NSCI 580A3

Instructors
Tai Montgomery
Erin Nishimura

wiki2016r

# Intro to R Tutorial

Open R-studio for a brief intro to R.

#### Variables

Variables can be characters, integers, numeric, logical (TRUE, FALSE), factors, etc.

#### Objects

Save a new object with

newObject <- 1

Return new object

newObject

Determine type of variables (in a vector) or the type of object:

class(newObject)

Types of basic objects:

Dimensions Homogeneous variables Heterogeneous variables
1 vector list
2 matrix (numeric) data frame
n complex custom objects

#### Vectors

newVector <- c(1,2,3)      # to create vector
newVector                  # to return vector values
newVector[1]               # to access the first element of the vector

Certain functions can be called on vectors:

length(newVector)          # report length vector
help(length)               # look up the instructions for the length function
max(newVector)
mean(newVector)

newVector + 2              # Mathematical operations can also be performed on all elements of a vector
rm(newVector)              # remove vector from the workspace

Typical syntax for executing R functions is:

functionName(object, option = <value>, option2 = <value>, option3 = <value>)

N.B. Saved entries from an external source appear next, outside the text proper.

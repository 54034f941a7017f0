//! Property-based test generators using proptest.

use ccpeed_sync_protocol::Manifest;
use proptest::prelude::*;
use std::collections::BTreeMap;
use std::net::Ipv6Addr;

/// Strategy for generating script file names.
pub fn file_name_strategy() -> impl Strategy<Value = String> {
    prop::string::string_regex("[a-z][a-z0-9_]{0,11}\\.lua").expect("Invalid regex")
}

/// Strategy for generating script contents.
pub fn file_content_strategy() -> impl Strategy<Value = Vec<u8>> {
    prop::collection::vec(any::<u8>(), 0..4096)
}

/// Strategy for generating IPv6 device addresses in canonical text form.
pub fn device_address_strategy() -> impl Strategy<Value = String> {
    prop::array::uniform8(any::<u16>()).prop_map(|segments| {
        let [a, b, c, d, e, f, g, h] = segments;
        Ipv6Addr::new(a, b, c, d, e, f, g, h).to_string()
    })
}

/// Strategy for generating device class names.
pub fn device_class_strategy() -> impl Strategy<Value = String> {
    prop::string::string_regex("[a-z][a-z_]{0,15}").expect("Invalid regex")
}

/// Strategy for generating valid manifests with at least one class.
pub fn manifest_strategy() -> impl Strategy<Value = Manifest> {
    (
        prop::collection::vec(file_name_strategy(), 0..5),
        prop::collection::btree_map(
            device_class_strategy(),
            prop::collection::vec(file_name_strategy(), 0..5),
            1..4,
        ),
    )
        .prop_map(|(common, device_classes)| Manifest {
            common,
            device_classes,
        })
}

/// Strategy for generating a set of named scripts.
pub fn script_set_strategy() -> impl Strategy<Value = BTreeMap<String, Vec<u8>>> {
    prop::collection::btree_map(file_name_strategy(), file_content_strategy(), 0..8)
}
//! Error types for the CoAP codec.

use thiserror::Error;

/// Result type for codec operations.
pub type CoapResult<T> = Result<T, CoapError>;

/// Errors that can occur while encoding or decoding CoAP messages.
#[derive(Error, Debug, Clone, PartialEq, Eq)]
pub enum CoapError {
    /// Datagram ended before the structure it announced.
    #[error("message truncated: {context}")]
    Truncated {
        /// What was being read when input ran out.
        context: &'static str,
    },

    /// Unsupported protocol version in the header.
    #[error("unsupported CoAP version {0}")]
    InvalidVersion(u8),

    /// Token longer than 8 bytes.
    #[error("invalid token length {0}")]
    InvalidTokenLength(usize),

    /// An empty (0.00) message carried bytes after the header.
    #[error("empty message must not carry token, options or payload")]
    InvalidEmptyMessage,

    /// Option header used a reserved nibble.
    #[error("invalid option header: {message}")]
    InvalidOptionHeader {
        /// Description of the problem.
        message: String,
    },

    /// Payload marker present but no payload followed.
    #[error("payload marker followed by empty payload")]
    EmptyPayload,

    /// Option value too large to encode.
    #[error("option {number} value too long ({len} bytes)")]
    OptionTooLong {
        /// Option number.
        number: u16,
        /// Value length.
        len: usize,
    },

    /// Unsigned integer option value wider than 4 bytes.
    #[error("uint option value of {len} bytes exceeds 4 bytes")]
    InvalidUint {
        /// Value length.
        len: usize,
    },

    /// Block option value out of range.
    #[error("invalid block option: {message}")]
    InvalidBlock {
        /// Description of the problem.
        message: String,
    },
}

impl CoapError {
    /// Create a truncated-input error.
    pub fn truncated(context: &'static str) -> Self {
        Self::Truncated { context }
    }

    /// Create an invalid option header error.
    pub fn invalid_option_header(message: impl Into<String>) -> Self {
        Self::InvalidOptionHeader {
            message: message.into(),
        }
    }

    /// Create an invalid block error.
    pub fn invalid_block(message: impl Into<String>) -> Self {
        Self::InvalidBlock {
            message: message.into(),
        }
    }
}
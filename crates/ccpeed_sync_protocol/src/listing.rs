//! Remote file table, as reported by the device's `fs` resource.

use crate::error::ListingError;
use crate::fingerprint::Fingerprint;
use ciborium::Value;
use std::collections::BTreeMap;

/// Mapping of remote file name to etag.
///
/// Fetched once per session. It is not refreshed after uploads, so it
/// describes the device as it was before the session started.
#[derive(Debug, Clone, Default, PartialEq, Eq)]
pub struct RemoteFileTable {
    files: BTreeMap<String, Fingerprint>,
}

impl RemoteFileTable {
    /// Creates an empty table.
    pub fn new() -> Self {
        Self::default()
    }

    /// Records an etag for a file.
    pub fn insert(&mut self, name: impl Into<String>, etag: Fingerprint) {
        self.files.insert(name.into(), etag);
    }

    /// Etag of a remote file, if the device has it.
    pub fn get(&self, name: &str) -> Option<&Fingerprint> {
        self.files.get(name)
    }

    /// Returns true if the device has the file.
    pub fn contains(&self, name: &str) -> bool {
        self.files.contains_key(name)
    }

    /// Number of files on the device.
    pub fn len(&self) -> usize {
        self.files.len()
    }

    /// Returns true if the device reported no files.
    pub fn is_empty(&self) -> bool {
        self.files.is_empty()
    }

    /// Files in name order.
    pub fn iter(&self) -> impl Iterator<Item = (&str, &Fingerprint)> {
        self.files.iter().map(|(name, etag)| (name.as_str(), etag))
    }

    /// Decodes the listing document `{ "files": { name: etag, ... } }`.
    ///
    /// Other top-level fields are ignored.
    pub fn from_cbor(value: &Value) -> Result<Self, ListingError> {
        let Value::Map(fields) = value else {
            return Err(ListingError::NotAMap);
        };

        let files = fields
            .iter()
            .find(|(key, _)| matches!(key, Value::Text(k) if k == "files"))
            .map(|(_, v)| v)
            .ok_or(ListingError::MissingFiles)?;

        let Value::Map(entries) = files else {
            return Err(ListingError::FilesNotAMap);
        };

        let mut table = Self::new();
        for (key, etag) in entries {
            let Value::Text(name) = key else {
                return Err(ListingError::InvalidName);
            };
            let etag = match etag {
                Value::Bytes(bytes) => Fingerprint::from_slice(bytes),
                _ => None,
            }
            .ok_or_else(|| ListingError::InvalidEtag { name: name.clone() })?;
            table.insert(name.clone(), etag);
        }
        Ok(table)
    }

    /// Encodes the table as a listing document.
    pub fn to_cbor(&self) -> Value {
        let entries = self
            .files
            .iter()
            .map(|(name, etag)| {
                (
                    Value::Text(name.clone()),
                    Value::Bytes(etag.as_bytes().to_vec()),
                )
            })
            .collect();
        Value::Map(vec![(Value::Text("files".into()), Value::Map(entries))])
    }
}

impl FromIterator<(String, Fingerprint)> for RemoteFileTable {
    fn from_iter<I: IntoIterator<Item = (String, Fingerprint)>>(iter: I) -> Self {
        Self {
            files: iter.into_iter().collect(),
        }
    }
}

#[cfg(test)]
mod tests {
    use super::*;

    fn listing(entries: Vec<(Value, Value)>) -> Value {
        Value::Map(vec![
            (Value::Text("files".into()), Value::Map(entries)),
            (Value::Text("next".into()), Value::Null),
        ])
    }

    #[test]
    fn decodes_files_map() {
        let etag = Fingerprint::of(b"-- init");
        let value = listing(vec![(
            Value::Text("init.lua".into()),
            Value::Bytes(etag.as_bytes().to_vec()),
        )]);

        let table = RemoteFileTable::from_cbor(&value).unwrap();
        assert_eq!(table.len(), 1);
        assert_eq!(table.get("init.lua"), Some(&etag));
        assert!(!table.contains("main.lua"));
    }

    #[test]
    fn empty_device() {
        let table = RemoteFileTable::from_cbor(&listing(vec![])).unwrap();
        assert!(table.is_empty());
    }

    #[test]
    fn rejects_non_map_body() {
        assert_eq!(
            RemoteFileTable::from_cbor(&Value::Text("files".into())),
            Err(ListingError::NotAMap)
        );
    }

    #[test]
    fn rejects_missing_files_field() {
        let value = Value::Map(vec![(Value::Text("count".into()), Value::Integer(3.into()))]);
        assert_eq!(
            RemoteFileTable::from_cbor(&value),
            Err(ListingError::MissingFiles)
        );
    }

    #[test]
    fn rejects_short_etag() {
        let value = listing(vec![(
            Value::Text("a.lua".into()),
            Value::Bytes(vec![1, 2, 3]),
        )]);
        assert_eq!(
            RemoteFileTable::from_cbor(&value),
            Err(ListingError::InvalidEtag {
                name: "a.lua".into()
            })
        );
    }

    #[test]
    fn rejects_text_etag() {
        let value = listing(vec![(
            Value::Text("a.lua".into()),
            Value::Text("d41d8cd98f00b204e9800998ecf8427e".into()),
        )]);
        assert!(matches!(
            RemoteFileTable::from_cbor(&value),
            Err(ListingError::InvalidEtag { .. })
        ));
    }

    #[test]
    fn encoded_listing_decodes() {
        let table: RemoteFileTable = vec![
            ("init.lua".to_string(), Fingerprint::of(b"a")),
            ("dali.lua".to_string(), Fingerprint::of(b"b")),
        ]
        .into_iter()
        .collect();

        let decoded = RemoteFileTable::from_cbor(&table.to_cbor()).unwrap();
        assert_eq!(decoded, table);
        let names: Vec<&str> = decoded.iter().map(|(name, _)| name).collect();
        assert_eq!(names, vec!["dali.lua", "init.lua"]);
    }
}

Documentation pages can show you the types of objects that can be taken as input, options available, and default settings.

To save the output of an R function, capture it in an object:

newObjectName ← functionName(object, option = <value>, option2 = <value>, option3 = <value>)

#### Data frames

x = c('a', 'b', 'c')
y = c(1,2,3)
newDF <- data.frame(x, y)     # to create a data frame
newDF                                                       # to report data frame values
newDF$x # To subset columns as vectors newDF$y
newDF[,1]        # To subset columns as vectors
newDF[,2]
newDF[1,]        # To subset rows as vectors
newDF[2,]

Functions that work on data frames:

dim(newDF)
colnames(newDF)
rownames(newDF)
rownames(newDF) <- c("gene1", "gene2", "gene3")  # Overwrite rownames
newDF
newDF[1,2]
newDF[1,2] <- 5                                  # Overwrite some types of elements
newDF

#### Getting data into R

First, make sure you're in the right directory:

getwd()                           # Get the working directory
setwd('/Users/Erin/mydirectory')  # Set a new working directory

Quick tip: You can also set the working directory under the Files Tab (lower right panel). Under More there is the option to Set As Working Directory. You can save the resulting command in your code.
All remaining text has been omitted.